23. In this case at the best it can be said that the prosecution has been able to bring before the Court that there was a persistent demand from the side of the accused and particularly appellant Nos. 1 and 2 as regards sewing machine; new bedding and a sum of Rs. 20,000/-, but the prosecution has not been able to establish beyond reasonable doubt that the appellants accused subjected Ushabai with cruelty with a view to coercing her or her relatives to mat these unlawful demands.
24. In case of Ravindra Pyarelal Bidlan v. State of Maharashtra, reported in 1993 Criminal Law Journal page No. 3019; this Court had an occasion to examine as to when it can be said that the prosecution has proved a charge under Section 498-A of I.P.C. and this Court has held as under:
"If cruelty is by itself established and the fact of suicide is also established; it would not be sufficient to bring home the guilt of committing cruelty as defined in Explanation (a). A reasonable nexus has to be established between the cruelty and the suicide in order to make good the offence of cruelty. Alternatively, the cruelty established has to be of such a gravity as is likely drive a woman to commit suicide. If suicide is established it has further to be established that it was occasioned on account of cruelty which was of sufficient gravity so as to lead a reasonable person placed in similar circumstances commit suicide.
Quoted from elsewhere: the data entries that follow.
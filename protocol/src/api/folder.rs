//! Folder API DTOs

use serde::{Deserialize, Serialize};
use validator::Validate;

/// Create a folder, `POST /folders`
#[derive(Debug, Clone, Serialize, Deserialize, Validate)]
#[serde(rename_all = "camelCase")]
pub struct CreateFolderRequest {
    #[validate(length(min = 1, max = 100))]
    pub name: String,
    /// Hex color used by the dashboard, e.g. `#6366f1`
    #[validate(length(min = 4, max = 9))]
    pub color: String,
}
Sub-clause (b) of explanation to Section 498-A does not make each and every harassment cruelty. The harassment has to be with a definite object, namely to coerce the woman or any person related to her to meet any unlawful demand. Hence mere harassment by itself is not cruelty. Mere demand for property etc. by itself is also not cruelty. It is only where harassment is shown to have been committed for the purpose of coercing a woman to meet the demands that is cruelty and this is made punishable under the section."
25. Before I conclude, this Court would like to observe that the investigation. in the case has not been done with the required proficiency; though this Court may not agree with the observations of the learned Additional Sessions Judge made in reference to the Investigating Officer; the learned Additional Sessions Judge went on to convict the appellants by drawing inference that after Radhikabai and Gopikabai left the house of in-laws of Smt. Ushabai; she must have been harassed and tortured by the appellants accused; who were annoyed due to intervention of the two witnesses and, therefore, fed up with such harassment and torture Smt. Usha committed suicide.
26. In view of the aforesaid facts and circumstances, this Court finds that the prosecution having failed to prove its case beyond reasonable doubt against the appellant accused, the judgment and order of conviction and sentence passed against the appellant accused No. 1 Baban son of Anandrao Zanzad for having committed offence under Section 498-A is quashed and set aside. His bail bonds are cancelled.
27. In respect of appellants accused Nos. 2 and 3 namely Anandrao Tulshiram Zanzad and Smt. Zingabai w/o Anandrao Zansad the appeal has abated as they have died during the pendency of the appeal. Fine deposited by the appellant accused be returned to him. Appeal is allowed in the aforesaid terms.